Dans l’art proto-élamite, les animaux évoquant des activités humaines peuvent illustrer des êtres mythiques, des personnages de fables, des forces naturelles…


D’après un objet cultuel, taureau portant un vase à bec, argent, proto-élamite, 3100-2900 avjc, Élam, Orient ancien. (Marsailly/Blogostelle)
Suse oscille entre influences sumériennes et élamites
La civilisation proto-élamite englobe Suse et rayonne au-delà de la région du Fars où elle est née. Située à la lisière de la Mésopotamie et du plateau iranien, la cité de Suse, selon les époques, se rattache au monde culturel sumérien et mésopotamien ou à l’univers élamite iranien…

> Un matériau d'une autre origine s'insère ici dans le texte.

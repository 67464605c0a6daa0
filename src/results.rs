// Suite report serialization. One JSON file per finished suite, written
// atomically next to the per-node and simulator log files it references.

use chrono::{DateTime, Utc};
use serde::{Deserialize, Serialize};
use std::collections::BTreeMap;
use std::fs;
use std::io;
use std::path::{Path, PathBuf};

use crate::types::{Suite, SuiteID, TestID, TestResult};

#[derive(Debug, Clone, PartialEq, Serialize, Deserialize)]
pub struct SuiteReport {
    pub name: String,
    pub description: String,
    #[serde(rename = "clientVersions")]
    pub client_versions: BTreeMap<String, String>,
    #[serde(rename = "simLog")]
    pub sim_log: String,
    #[serde(rename = "testCases")]
    pub test_cases: BTreeMap<TestID, TestCaseReport>,
}

#[derive(Debug, Clone, PartialEq, Serialize, Deserialize)]
pub struct TestCaseReport {
    pub name: String,
    pub description: String,
    pub start: DateTime<Utc>,
    pub end: Option<DateTime<Utc>>,
    #[serde(rename = "summaryResult")]
    pub summary_result: TestResult,
    #[serde(rename = "clientInfo")]
    pub client_info: BTreeMap<String, ClientInfoReport>,
}

#[derive(Debug, Clone, PartialEq, Serialize, Deserialize)]
pub struct ClientInfoReport {
    pub name: String,
    #[serde(rename = "logFile")]
    pub log_file: String,
}

impl SuiteReport {
    pub fn from_suite(suite: &Suite) -> Self {
        let mut client_versions = BTreeMap::new();
        let mut test_cases = BTreeMap::new();

        for test in suite.tests.values() {
            let mut client_info = BTreeMap::new();
            for node in test.nodes.values() {
                client_versions.insert(node.client_type.clone(), node.version.clone());
                let log_file = node
                    .log_file
                    .file_name()
                    .map(|n| n.to_string_lossy().into_owned())
                    .unwrap_or_default();
                client_info.insert(
                    node.id.clone(),
                    ClientInfoReport {
                        name: node.client_type.clone(),
                        log_file,
                    },
                );
            }
            test_cases.insert(
                test.id,
                TestCaseReport {
                    name: test.name.clone(),
                    description: test.description.clone(),
                    start: test.started,
                    end: test.ended,
                    summary_result: test.result.clone().unwrap_or_else(|| TestResult {
                        pass: false,
                        details: "test did not report a result".to_string(),
                    }),
                    client_info,
                },
            );
        }

        SuiteReport {
            name: suite.name.clone(),
            description: suite.description.clone(),
            client_versions,
            sim_log: suite.sim_log.clone(),
            test_cases,
        }
    }
}

/// Serialize a suite report under the results root. Write-then-rename so a
/// crash mid-write never leaves a truncated report behind.
pub fn write_suite(root: &Path, suite_id: SuiteID, report: &SuiteReport) -> io::Result<PathBuf> {
    fs::create_dir_all(root)?;
    let file = root.join(format!("{}-{}.json", Utc::now().timestamp_millis(), suite_id));
    let tmp = file.with_extension("tmp");

    let body = serde_json::to_vec_pretty(report)?;
    fs::write(&tmp, body)?;
    fs::rename(&tmp, &file)?;
    Ok(file)
}

pub fn read_suite(path: &Path) -> io::Result<SuiteReport> {
    let raw = fs::read_to_string(path)?;
    Ok(serde_json::from_str(&raw)?)
}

D’après un objet cultuel, taureau portant un vase à bec, argent, proto-élamite, 3100-2900 avjc, Élam, Orient ancien. (Marsailly/Blogostelle)
Voir aussi l’article Proche de la civilisation de Sumer en Mésopotamie, la culture de Suse affirme son originalité en Élam
SUSE À L’ÉPOQUE DES DYNASTIES ARCHAÏQUES
La civilisation proto-élamite s’éteint vers 2800 ans avjc. La cité de Suse réintègre alors la sphère culturelle sumérienne à l’époque des premières dynasties archaïques (dites aussi présargoniques). C’est seulement au début du IIe millénaire avjc que renaît une grande civilisation élamite…

Un trésor caché dans l’acropole de Suse
Dépôt dit du Vase à la cachette
Des poteries, dont des jarres en céramique, proviennent d’un trésor enfoui dans les vestiges de l’acropole de Suse. Une acropole désigne des constructions fortifiées en hauteur qui comprennent le plus souvent des résidences royales et des temples.
Ce trésor dit du Vase à la cachette remonte au IIIe millénaire avjc, à la période des dynasties archaïques sumériennes en Mésopotamie.



D’après une jarre, céramique peinte, trésor du Vase à la cachette, acropole de Suse, vers 2450 avjc, Élam, Iran actuel, Orient ancien. (Marsailly/Blogostelle)
Deux jarres emplies d’objets précieux
Le trésor dit du Vase à la Cachette rassemble céramique, cuivre, bronze, argent, or, albâtre et lapis-lazuli. Deux jarres d’une cinquantaine de centimètres renferment divers objets précieux. Il est possible que ces richesses soient à l’origine le tribut d’un vassal à un prince de Suse.
Les deux jarres se referment à l’aide d’un couvercle. L’une des céramiques possède un couvercle en terre cuite, l’autre dispose à l’origine d’un couvercle en cuivre (aujourd’hui disparu).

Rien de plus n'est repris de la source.